▶ [Exercise description] Each line of the listing that includes "copies" should be reported.
········
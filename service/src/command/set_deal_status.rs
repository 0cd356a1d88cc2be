//! [`Command`] for changing the lifecycle status of a [`Deal`].

use common::{
    operations::{
        By, Commit, Delete, Insert, Lock, Select, Transact, Transacted, Update,
    },
    DateTime,
};
use derive_more::{Display, Error, From};
use tracerr::Traced;

use crate::{
    domain::{
        deal::{self, contract},
        user, Actor, Deal,
    },
    infra::{
        database,
        storage::{self, Exists, Load, Location, Store},
        Database, Storage,
    },
    Service,
};

use super::Command;

/// [`Command`] for changing the lifecycle [`deal::Status`] of a [`Deal`].
///
/// Moving into [`deal::Status::ReadyToSign`] requires a confirmed rental
/// period and attaches the unsigned [`deal::Contract`] from the stored
/// template within the same transaction: when attachment fails, the whole
/// transition is aborted and no status change persists.
#[derive(Clone, Copy, Debug)]
pub struct SetDealStatus {
    /// ID of the [`Deal`] to change the status of.
    pub deal_id: deal::Id,

    /// [`Actor`] changing the status.
    pub actor: Actor,

    /// [`deal::Status`] to transition the [`Deal`] into.
    pub status: deal::Status,
}

impl<Db, St> Command<SetDealStatus> for Service<Db, St>
where
    Db: Database<Transact, Err = Traced<database::Error>>
        + Database<
            Select<By<Option<Deal>, deal::Id>>,
            Ok = Option<Deal>,
            Err = Traced<database::Error>,
        > + Database<Insert<deal::Audit>, Ok = (), Err = Traced<database::Error>>,
    Transacted<Db>: Database<Lock<By<Deal, deal::Id>>, Err = Traced<database::Error>>
        + Database<
            Select<By<Option<Deal>, deal::Id>>,
            Ok = Option<Deal>,
            Err = Traced<database::Error>,
        > + Database<
            Select<By<Option<deal::Contract>, deal::Id>>,
            Ok = Option<deal::Contract>,
            Err = Traced<database::Error>,
        > + Database<
            Delete<By<contract::Signed, contract::Id>>,
            Err = Traced<database::Error>,
        > + Database<Insert<deal::Contract>, Err = Traced<database::Error>>
        + Database<Update<Deal>, Err = Traced<database::Error>>
        + Database<Commit, Err = Traced<database::Error>>,
    St: Storage<Exists, Ok = bool, Err = Traced<storage::Error>>
        + Storage<Load, Ok = Vec<u8>, Err = Traced<storage::Error>>
        + Storage<Store, Ok = (), Err = Traced<storage::Error>>,
{
    type Ok = Deal;
    type Err = Traced<ExecutionError>;

    async fn execute(
        &self,
        cmd: SetDealStatus,
    ) -> Result<Self::Ok, Self::Err> {
        use ExecutionError as E;

        let SetDealStatus {
            deal_id,
            actor,
            status,
        } = cmd;

        if !actor.is_admin() {
            return Err(tracerr::new!(E::NotAdmin(actor.id)));
        }

        self.database()
            .execute(Select(By::<Option<Deal>, _>::new(deal_id)))
            .await
            .map_err(tracerr::map_from_and_wrap!(=> E))?
            .ok_or(E::DealNotExists(deal_id))
            .map_err(tracerr::wrap!())
            .map(drop)?;

        let tx = self
            .database()
            .execute(Transact)
            .await
            .map_err(tracerr::map_from_and_wrap!(=> E))?;

        // Avoid concurrent actions upon the same `Deal`.
        tx.execute(Lock(By::new(deal_id)))
            .await
            .map_err(tracerr::map_from_and_wrap!(=> E))
            .map(drop)?;

        let mut deal = tx
            .execute(Select(By::<Option<Deal>, _>::new(deal_id)))
            .await
            .map_err(tracerr::map_from_and_wrap!(=> E))?
            .ok_or(E::DealNotExists(deal_id))
            .map_err(tracerr::wrap!())?;
        let old = deal.status;

        let mut attached = None;
        if status == deal::Status::ReadyToSign {
            if !deal.dates_confirmed || deal.period().is_none() {
                return Err(tracerr::new!(E::DatesNotConfirmed(deal_id)));
            }
            attached = Some(self.attach_from_template(&tx, &deal, actor).await?);
        }

        deal.status = status;
        deal.admin_id = Some(actor.id);
        deal.touch();

        tx.execute(Update(deal.clone()))
            .await
            .map_err(tracerr::map_from_and_wrap!(=> E))
            .map(drop)?;
        tx.execute(Commit)
            .await
            .map_err(tracerr::map_from_and_wrap!(=> E))
            .map(drop)?;

        if let Some(contract) = attached {
            self.record_audit(
                deal.id,
                Some(actor.id),
                deal::audit::Action::contract_attached_auto(),
                deal::audit::Meta::new(format!("sha256={}", contract.digest)),
            )
            .await;
        }
        self.record_audit(
            deal.id,
            Some(actor.id),
            deal::audit::Action::status_change(),
            deal::audit::Meta::new(format!("{old} -> {status}")),
        )
        .await;

        Ok(deal)
    }
}

impl<Db, St> Service<Db, St> {
    /// Ensures the [`Deal`] has an unsigned [`deal::Contract`] attached,
    /// copying the stored template artifact when it doesn't.
    ///
    /// A [`deal::Contract`] whose unsigned artifact is still present in the
    /// storage is returned as-is. A record whose artifact went missing is
    /// repaired in place, discarding signed copies recorded for it: they
    /// counter-signed bytes nobody can check anymore.
    async fn attach_from_template<Tx>(
        &self,
        tx: &Tx,
        deal: &Deal,
        actor: Actor,
    ) -> Result<deal::Contract, Traced<ExecutionError>>
    where
        Tx: Database<
                Select<By<Option<deal::Contract>, deal::Id>>,
                Ok = Option<deal::Contract>,
                Err = Traced<database::Error>,
            > + Database<
                Delete<By<contract::Signed, contract::Id>>,
                Err = Traced<database::Error>,
            > + Database<Insert<deal::Contract>, Err = Traced<database::Error>>,
        St: Storage<Exists, Ok = bool, Err = Traced<storage::Error>>
            + Storage<Load, Ok = Vec<u8>, Err = Traced<storage::Error>>
            + Storage<Store, Ok = (), Err = Traced<storage::Error>>,
    {
        use ExecutionError as E;

        let existing = tx
            .execute(Select(By::<Option<deal::Contract>, _>::new(deal.id)))
            .await
            .map_err(tracerr::map_from_and_wrap!(=> E))?;

        if let Some(contract) = &existing {
            let intact = self
                .storage()
                .execute(Exists(Location::from(&contract.unsigned_file)))
                .await
                .map_err(tracerr::map_from_and_wrap!(=> E))?;
            if intact {
                return Ok(contract.clone());
            }
        }

        let template = Location::contract_template();
        if !self
            .storage()
            .execute(Exists(template.clone()))
            .await
            .map_err(tracerr::map_from_and_wrap!(=> E))?
        {
            return Err(tracerr::new!(E::TemplateMissing));
        }
        let bytes = self
            .storage()
            .execute(Load(template))
            .await
            .map_err(tracerr::map_from_and_wrap!(=> E))?;

        let created_at = DateTime::now().coerce();
        let unsigned_file = deal::FilePath::deal_scoped(
            deal.id,
            contract::unsigned_file_name(created_at, "pdf"),
        );
        let digest = contract::Digest::of(&bytes);

        // The blob lands in the storage before the record is committed, so a
        // failed transaction can only orphan a file, never a record.
        self.storage()
            .execute(Store {
                location: Location::from(&unsigned_file),
                bytes,
            })
            .await
            .map_err(tracerr::map_from_and_wrap!(=> E))?;

        let contract = deal::Contract {
            id: existing
                .as_ref()
                .map_or_else(contract::Id::new, |e| e.id),
            deal_id: deal.id,
            unsigned_file,
            digest,
            created_at,
            created_by: actor.id,
        };

        if existing.is_some() {
            // Repairing a broken record: its signed copies are void now.
            tx.execute(Delete(By::<contract::Signed, _>::new(contract.id)))
                .await
                .map_err(tracerr::map_from_and_wrap!(=> E))
                .map(drop)?;
        }
        tx.execute(Insert(contract.clone()))
            .await
            .map_err(tracerr::map_from_and_wrap!(=> E))
            .map(drop)?;

        Ok(contract)
    }
}

/// Error of [`SetDealStatus`] [`Command`] execution.
#[derive(Debug, Display, Error, From)]
pub enum ExecutionError {
    /// Rental period of the [`Deal`] is not confirmed yet.
    #[display(
        "`Deal(id: {_0})` cannot be ready to sign without a confirmed \
         rental period"
    )]
    DatesNotConfirmed(#[error(not(source))] deal::Id),

    /// [`Database`] error.
    #[display("`Database` operation failed: {_0}")]
    #[from]
    Db(database::Error),

    /// [`Deal`] with the provided ID does not exist.
    #[display("`Deal(id: {_0})` does not exist")]
    DealNotExists(#[error(not(source))] deal::Id),

    /// Only an administrator may change a [`Deal`] status.
    #[display("`User(id: {_0})` is not an administrator")]
    NotAdmin(#[error(not(source))] user::Id),

    /// Blob [`Storage`] error.
    ///
    /// [`Storage`]: crate::infra::Storage
    #[display("`Storage` operation failed: {_0}")]
    #[from]
    Storage(storage::Error),

    /// Contract template artifact is absent from the storage.
    #[display("contract template artifact is absent from the storage")]
    TemplateMissing,
}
········
▶ [Output for this task]
    /// repaired in place, discarding signed copies recorded for it: they
            // Repairing a broken record: its signed copies are void now.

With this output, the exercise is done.